Let’s be honest, screenwriting can be tricky, otherwise, everyone would be doing it. But it’s a new year, so now is the time to set new writing goals. These five tips on screenwriting that I learned while making my short, The Many Faces of Beth Jones, should help you on the way.

Tip 1 – Limit Your Budget (Not Your Skills)

Filmmaking can be expensive, so before beginning your script it’s good to know how much money you have and write in a way that fits your budget. As a poor starving artist myself, I wrote The Many Faces of Beth Jones knowing that I couldn’t afford many locations, meaning that I used an easily-accessible office and a cinema screening room – both locations I knew I could use with little-to-no money. This doesn’t mean you have to limit your ideas though; you just have to find creative, cost-effective ways to do it.

Tip 2 – Keep it Short

The key is in the name: short film. Writing films is different from other forms of writing such as novels, and you don’t want to waste too much time with needless setups and descriptions. You never want the film or scene to outstay it’s welcome – especially with comedy.

Tip 3 – Collaborate

Writing can often be seen as a solo act, but it is more fun if you work with others. Surround yourself with like-minded people and find a group of screenwriters to work with. You never know who might be able to help you crack that tricky scene or make that joke land better. By sending your scripts to others you get fresh eyes on it and therefore a new perspective.

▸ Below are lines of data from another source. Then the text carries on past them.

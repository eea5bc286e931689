//! Outbound adapters implementing domain ports for external infrastructure.
//!
//! - **memory**: process-local record store
//! - **peer**: reqwest client for the peer user service
//!
//! Adapters are thin translators that convert between domain types and
//! infrastructure-specific representations. They contain no business logic.

pub mod memory;
pub mod peer;
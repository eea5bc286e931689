//! Analytics handler.
//!
//! ```text
//! GET /analytics
//! ```

use actix_web::{get, web};

use crate::domain::AggregateSummary;
use crate::inbound::http::state::HttpState;

/// Aggregate statistics across every stored record.
///
/// Always answers 200. Peer failures degrade to category estimates and an
/// unreadable store reports the empty summary.
#[utoipa::path(
    get,
    path = "/analytics",
    responses((status = 200, description = "Aggregate summary", body = AggregateSummary)),
    tags = ["analytics"],
    operation_id = "analytics"
)]
#[get("/analytics")]
pub async fn analytics(state: web::Data<HttpState>) -> web::Json<AggregateSummary> {
    web::Json(state.analytics.summarize().await)
}
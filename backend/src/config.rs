//! Peer service configuration loaded via OrthoConfig.
//!
//! Values come from `SERVICE1_*` environment variables or the matching CLI
//! flags, falling back to local development defaults.

use std::num::NonZeroUsize;
use std::time::Duration;

use ortho_config::OrthoConfig;
use serde::Deserialize;
use url::Url;

use crate::domain::DEFAULT_LOOKUP_CONCURRENCY;

const DEFAULT_PEER_URL: &str = "http://localhost:8000";
const DEFAULT_TIMEOUT_SECS: u64 = 10;

/// Settings for reaching the peer user service.
#[derive(Debug, Clone, Deserialize, OrthoConfig)]
#[ortho_config(prefix = "SERVICE1")]
pub struct PeerSettings {
    /// Base URL of the peer service.
    pub url: Option<String>,
    /// Per-request timeout in seconds.
    pub timeout: Option<u64>,
    /// Maximum concurrent age lookups while computing analytics.
    pub concurrency: Option<usize>,
}

impl PeerSettings {
    /// Return the configured base URL text, falling back to the default.
    pub fn url(&self) -> &str {
        self.url.as_deref().unwrap_or(DEFAULT_PEER_URL)
    }

    /// Parse the configured base URL.
    ///
    /// # Errors
    ///
    /// Returns the parse error when the configured value is not an absolute
    /// URL.
    pub fn base_url(&self) -> Result<Url, url::ParseError> {
        Url::parse(self.url())
    }

    /// Return the per-request timeout.
    pub fn timeout(&self) -> Duration {
        Duration::from_secs(self.timeout.unwrap_or(DEFAULT_TIMEOUT_SECS))
    }

    /// Return the analytics lookup concurrency; zero is raised to one.
    pub fn concurrency(&self) -> NonZeroUsize {
        self.concurrency
            .map_or(DEFAULT_LOOKUP_CONCURRENCY, |value| {
                NonZeroUsize::new(value).unwrap_or(NonZeroUsize::MIN)
            })
    }
}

Tip 4 – Read Your Dialogue Out Loud

Dialogue can often be the cornerstone of any script, especially when writing comedy. Characters in a film don’t necessarily speak like people in real life, but it’s important to have authentic dialogue that works in the world that you’ve created. A good way to see this in practice is to read the dialogue out loud to yourself – does what your characters say make sense? Is it too jarring? It’s also important that each character has a unique voice, remove character names from your script and see if you can tell which character says which thing, or if they all sound the same.

Tip 5 – Take Yourself Seriously

As soon as you say you’re a would-be screenwriter or an amateur screenwriter that’s how other people will view you, too. Have you written a screenplay? Great. You’re a screenwriter. Ignore the fraud police, a phrase coined by Amanda Palmer meaning you fear one day someone will come knocking at your door to tell you that you’re not what you say you are (be it a screenwriter, a filmmaker, an actor, a musician). To quote Dr. Seuss: “There is no one alive who is Youer than You.” (Bonus Tip – borrow other’s words if you aren’t eloquent enough to make your own point.)

To find out more, you can reach Harvey on Twitter or Instagram @harveyputtock and thru his website: https://harveyputtock.co.uk/. And please check out his short comedy film, The Many Faces of Beth Jones, to see all of these tips in action!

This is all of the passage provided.